In 1862, when the Washington Territorial Legislature awarded the Sisters a three-year contract to provide inpatient care for the mentally ill, it contracted to pay $8 per person per week. The Sisters took in private-pay patients because the government funding was so low.
Despite the low payment, the Sisters offered high-quality care. A notable component of the treatment was careful observation, helping prevent suicide or other harmful behaviors. Consistent with prevailing treatment recommendations that a good environment would restore the mind, the Sisters offered housing in a beautiful, healthy locale.
Visiting St. John's in 1863, Territorial Governor William Pickering was satisfied with the Sisters' care; however, the Territory failed to make payments. The following year, the Territory made partial payments, offering devalued paper greenbacks worth only 50 to 80 percent of face value instead of the coin currency that Mother Joseph, the Superior, desired. The Sisters' bill remained unpaid by the Territorial Legislature until 1872.
Despite the lack of payment, the Sisters worked under the contract until 1866, when the Territory awarded the contract to lower bidders, a father and son partnership in Monticello. They transferred patients to the hastily built asylum lacking any nurses or physicians. Conditions at the Monticello asylum raised cries of alarm. An inspection revealed a "shameful negligence of duty" toward a female patient who had become pregnant. Patients lived in filth and standing water.
In 1869, the acclaimed nurse and advocate for the mentally ill, Dorothea L. Dix, visited our region. Dix spearheaded the opening of state-supported mental hospitals across the U.S. and Europe, using advocacy and her detailed first-hand documentation of asylum conditions. Learning of conditions at Monticello, she urged the Governor to remove the patients from Monticello. Worried that bad publicity could detract from the status of the new territory, the Legislature determined to open a permanent public institution with a resident physician. Later known as Western State Hospital, the new institution opened in 1871.

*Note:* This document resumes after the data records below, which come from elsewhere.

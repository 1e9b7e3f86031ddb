//! Example demonstrating the parameter group workflow
//!
//! This example builds the parameter group for a small Gaussian-process-style
//! model, updates values with validation, flattens the group for an optimizer,
//! and round-trips it through JSON.

use bip_params::{Constraints, ParamGroup, ParamInfo, ParamType, Result, Shape, Value};

fn main() -> Result<()> {
    // Describe the model's parameters:
    // - kernel: one of a fixed set of labels
    // - length_scale: two positive floats, one per input dimension
    // - noise: a bounded scalar float
    // - restarts: an unconstrained integer
    let mut group = ParamGroup::new();

    group.add_parameter(
        ParamInfo::categorical("kernel", ["rbf", "matern", "linear"]),
        Value::Categorical("rbf".to_string()),
    )?;

    group.add_parameter(
        ParamInfo::new(
            "length_scale",
            ParamType::Float,
            Constraints::min_only(1e-3),
            Shape::Len(2),
        ),
        Value::FloatVec(vec![1.0, 1.0]),
    )?;

    group.add_parameter(
        ParamInfo::new(
            "noise",
            ParamType::Float,
            Constraints::bounds(0.0, 1.0),
            Shape::scalar(),
        ),
        Value::Float(0.1),
    )?;

    group.add_parameter(ParamInfo::scalar("restarts", ParamType::Int), Value::Int(8))?;

    println!("Parameters: {:?}", group.get_names());
    println!("Elements:   {:?}", group.element_names());

    // Validated updates: conforming values are stored, violations are errors
    group.set_value("noise", Value::Float(0.05))?;

    match group.set_value("noise", Value::Float(2.0)) {
        Ok(()) => println!("unexpected: out-of-bounds noise accepted"),
        Err(e) => println!("Rejected write: {}", e),
    }

    match group.set_value("kernel", Value::Categorical("sigmoid".to_string())) {
        Ok(()) => println!("unexpected: unknown kernel accepted"),
        Err(e) => println!("Rejected write: {}", e),
    }

    // Flatten the whole group for an optimizer or sampler
    let flat = group.to_array()?;
    println!("Flattened ({} elements): {}", flat.len(), flat);

    // Round-trip through JSON
    let json = group.to_json()?;
    let restored = ParamGroup::from_json(&json)?;
    assert_eq!(restored, group);
    println!("JSON round trip preserved {} parameters", restored.len());

    // Remove a batch of parameters; the call is atomic
    group.remove_parameters(["restarts", "noise"])?;
    println!("After removal: {:?}", group.get_names());

    Ok(())
}
use crate::params::info::ParamType;
use thiserror::Error;

/// Error types for the bip-params library.
#[derive(Error, Debug)]
pub enum ParamsError {
    /// Error when adding a parameter whose name is already taken.
    #[error("Parameter '{name}' already exists in the group")]
    DuplicateName { name: String },

    /// Error when an operation names a parameter that is not in the group.
    #[error("No parameter named '{name}' in the group")]
    NameNotFound { name: String },

    /// Error when a value's type does not match the declared parameter type.
    #[error("Parameter '{name}' expects a {expected} value, got {actual}")]
    TypeMismatch {
        name: String,
        expected: ParamType,
        actual: ParamType,
    },

    /// Error when a value's element count does not match the declared shape.
    #[error("Parameter '{name}' expects {expected} element(s), got {actual}")]
    ShapeMismatch {
        name: String,
        expected: usize,
        actual: usize,
    },

    /// Error when a value element violates a declared constraint.
    #[error("Constraint violation for parameter '{name}': {message}")]
    ConstraintViolation { name: String, message: String },

    /// Error when a value cannot be flattened to a numeric array.
    #[error("Cannot flatten parameter '{name}': {message}")]
    Flatten { name: String, message: String },

    /// I/O error wrapper.
    #[error("IO error: {0}")]
    IoError(#[from] std::io::Error),

    /// JSON serialization/deserialization error.
    #[error("JSON error: {0}")]
    JsonError(#[from] serde_json::Error),

    /// Generic error for cases that don't fit the other categories.
    #[error("Error: {0}")]
    Other(String),
}

/// Result type alias for bip-params operations.
pub type Result<T> = std::result::Result<T, ParamsError>;

/// Extensions for converting from other error types.
impl From<String> for ParamsError {
    fn from(s: String) -> Self {
        ParamsError::Other(s)
    }
}

impl From<&str> for ParamsError {
    fn from(s: &str) -> Self {
        ParamsError::Other(s.to_string())
    }
}
//! Helper utilities for query building.
//!
//! Attribute access and object key rendering shared by the predicate,
//! projection and aggregation code.

use crate::aql::quote_string;

/// AQL keywords that cannot be used as bare attribute names.
const KEYWORDS: &[&str] = &[
    "AGGREGATE", "ALL", "AND", "ANY", "ASC", "COLLECT", "DESC", "DISTINCT", "FALSE", "FILTER",
    "FOR", "GRAPH", "IN", "INBOUND", "INSERT", "INTO", "K_PATHS", "K_SHORTEST_PATHS", "LET",
    "LIKE", "LIMIT", "NONE", "NOT", "NULL", "OR", "OUTBOUND", "PRUNE", "REMOVE", "REPLACE",
    "RETURN", "SEARCH", "SHORTEST_PATH", "SORT", "TRUE", "UPDATE", "UPSERT", "WINDOW", "WITH",
];

/// Whether `name` can be written as `doc.name` without quoting.
pub fn is_identifier(name: &str) -> bool {
    let mut chars = name.chars();
    let Some(first) = chars.next() else {
        return false;
    };
    (first.is_ascii_alphabetic() || first == '_')
        && chars.all(|c| c.is_ascii_alphanumeric() || c == '_')
        && !KEYWORDS.contains(&name.to_ascii_uppercase().as_str())
}

/// Access an attribute of `base`.
///
/// `doc.geometry` for identifiers, `doc["1970-2000"]` otherwise.
pub fn attribute(base: &str, name: &str) -> String {
    if is_identifier(name) {
        format!("{}.{}", base, name)
    } else {
        format!("{}[{}]", base, quote_string(name))
    }
}

/// Access a nested attribute path of `base`.
pub fn attribute_path<S: AsRef<str>>(base: &str, segments: &[S]) -> String {
    segments
        .iter()
        .fold(base.to_string(), |expr, segment| attribute(&expr, segment.as_ref()))
}

/// Access an array element.
pub fn element(expr: &str, index: usize) -> String {
    format!("{}[{}]", expr, index)
}

/// Render an object literal key. Keys are always quoted so period names
/// like `1970-2000` need no special casing.
pub fn object_key(name: &str) -> String {
    quote_string(name)
}

/// Two spaces per nesting level.
pub fn indent(level: usize) -> String {
    "  ".repeat(level)
}

#[cfg(test)]
mod tests {
    use super::*;

    #[test]
    fn test_identifier_detection() {
        assert!(is_identifier("geometry_point"));
        assert!(is_identifier("_key"));
        assert!(is_identifier("tavg"));
        assert!(!is_identifier(""));
        assert!(!is_identifier("1970-2000"));
        assert!(!is_identifier("MPI-ESM1-2-HR"));
        assert!(!is_identifier("filter"));
        assert!(!is_identifier("Return"));
    }

    #[test]
    fn test_attribute_identifier() {
        assert_eq!(attribute("doc", "properties"), "doc.properties");
    }

    #[test]
    fn test_attribute_quoted() {
        assert_eq!(attribute("doc", "1970-2000"), "doc[\"1970-2000\"]");
        assert_eq!(attribute("doc", "sort"), "doc[\"sort\"]");
    }

    #[test]
    fn test_attribute_path() {
        let path = attribute_path(
            "doc",
            &["properties", "2021-2040", "MPI-ESM1-2-HR", "ssp370", "tmin"],
        );
        assert_eq!(
            path,
            "doc.properties[\"2021-2040\"][\"MPI-ESM1-2-HR\"].ssp370.tmin"
        );
    }

    #[test]
    fn test_attribute_path_empty() {
        let segments: [&str; 0] = [];
        assert_eq!(attribute_path("doc", &segments), "doc");
    }

    #[test]
    fn test_element() {
        assert_eq!(element("doc.properties.tavg", 11), "doc.properties.tavg[11]");
    }

    #[test]
    fn test_object_key() {
        assert_eq!(object_key("tavg"), "\"tavg\"");
        assert_eq!(object_key("1970-2000"), "\"1970-2000\"");
    }

    #[test]
    fn test_indent() {
        assert_eq!(indent(0), "");
        assert_eq!(indent(2), "    ");
    }
}
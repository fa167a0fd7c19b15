use std::fmt;
use std::str::FromStr;

use crate::aql::QueryError;

/// Statistic computed over every quantitative schema field.
#[derive(Debug, Clone, Copy, PartialEq, Eq, Hash)]
pub enum Aggregate {
    Min,
    Avg,
    Max,
    /// Population standard deviation
    Std,
    /// Population variance
    Var,
}

impl Aggregate {
    pub const ALL: [Aggregate; 5] = [
        Aggregate::Min,
        Aggregate::Avg,
        Aggregate::Max,
        Aggregate::Std,
        Aggregate::Var,
    ];

    /// The AQL aggregate function applied inside `COLLECT AGGREGATE`.
    pub fn function(&self) -> &'static str {
        match self {
            Aggregate::Min => "MIN",
            Aggregate::Avg => "AVERAGE",
            Aggregate::Max => "MAX",
            Aggregate::Std => "STDDEV_POPULATION",
            Aggregate::Var => "VARIANCE_POPULATION",
        }
    }

    /// Attribute holding the reshaped statistics in the query result.
    pub fn output_key(&self) -> &'static str {
        match self {
            Aggregate::Min => "min",
            Aggregate::Avg => "avg",
            Aggregate::Max => "max",
            Aggregate::Std => "std",
            Aggregate::Var => "var",
        }
    }

    pub fn as_str(&self) -> &'static str {
        match self {
            Aggregate::Min => "MIN",
            Aggregate::Avg => "AVG",
            Aggregate::Max => "MAX",
            Aggregate::Std => "STD",
            Aggregate::Var => "VAR",
        }
    }
}

/// What a generated query returns.
///
/// `Key`, `Shape` and `Data` return one entry per matching record and are
/// paged; `Aggregate` returns a single summary document and never is.
#[derive(Debug, Clone, Copy, Default, PartialEq, Eq, Hash)]
pub enum ResultType {
    /// Record identifiers only
    #[default]
    Key,
    /// Identifier plus cell geometry
    Shape,
    /// Full records
    Data,
    /// Count plus one statistic over every schema field
    Aggregate(Aggregate),
}

impl ResultType {
    pub const ALL: [ResultType; 8] = [
        ResultType::Key,
        ResultType::Shape,
        ResultType::Data,
        ResultType::Aggregate(Aggregate::Min),
        ResultType::Aggregate(Aggregate::Avg),
        ResultType::Aggregate(Aggregate::Max),
        ResultType::Aggregate(Aggregate::Std),
        ResultType::Aggregate(Aggregate::Var),
    ];

    pub fn as_str(&self) -> &'static str {
        match self {
            ResultType::Key => "KEY",
            ResultType::Shape => "SHAPE",
            ResultType::Data => "DATA",
            ResultType::Aggregate(aggregate) => aggregate.as_str(),
        }
    }

    pub fn is_aggregate(&self) -> bool {
        matches!(self, ResultType::Aggregate(_))
    }
}

impl FromStr for ResultType {
    type Err = QueryError;

    fn from_str(s: &str) -> Result<Self, Self::Err> {
        match s.trim().to_ascii_uppercase().as_str() {
            "KEY" => Ok(ResultType::Key),
            "SHAPE" => Ok(ResultType::Shape),
            "DATA" => Ok(ResultType::Data),
            "MIN" => Ok(ResultType::Aggregate(Aggregate::Min)),
            "AVG" => Ok(ResultType::Aggregate(Aggregate::Avg)),
            "MAX" => Ok(ResultType::Aggregate(Aggregate::Max)),
            "STD" => Ok(ResultType::Aggregate(Aggregate::Std)),
            "VAR" => Ok(ResultType::Aggregate(Aggregate::Var)),
            _ => Err(QueryError::UnknownResultType {
                value: s.to_string(),
            }),
        }
    }
}

impl fmt::Display for ResultType {
    fn fmt(&self, f: &mut fmt::Formatter<'_>) -> fmt::Result {
        f.write_str(self.as_str())
    }
}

Our historical experiences highlight essential questions about who will pay for the necessary treatment that our mentally ill brothers and sisters require. Privately funded initiatives, religious organizations, and charities can provide aid, but their goodwill and funding resources are limited. In 2019 and 2020, Washington legislators approved legislation to improve our mental health system.
With the combination of the protracted COVID-19 pandemic, a worsening mental health crisis, especially for our young people, and half of the nurse workforce nationally burned out and considering quitting, we need to pay and support our nurses and our future nurses.
Note: I wrote this post with assistance from Mary K. Fleck, a former trial lawyer. She is researching and writing about the history of the Sisters of Providence in the Pacific Northwest.
Also note: Due to a lack of adequate state support, safe staffing, infrastructure maintenance, and quality of patient care, Western State lost federal certification and funding support in 2018.
This post is also based on research I conducted for Skid Road: On the Frontier of Health and Homelessness in an American City.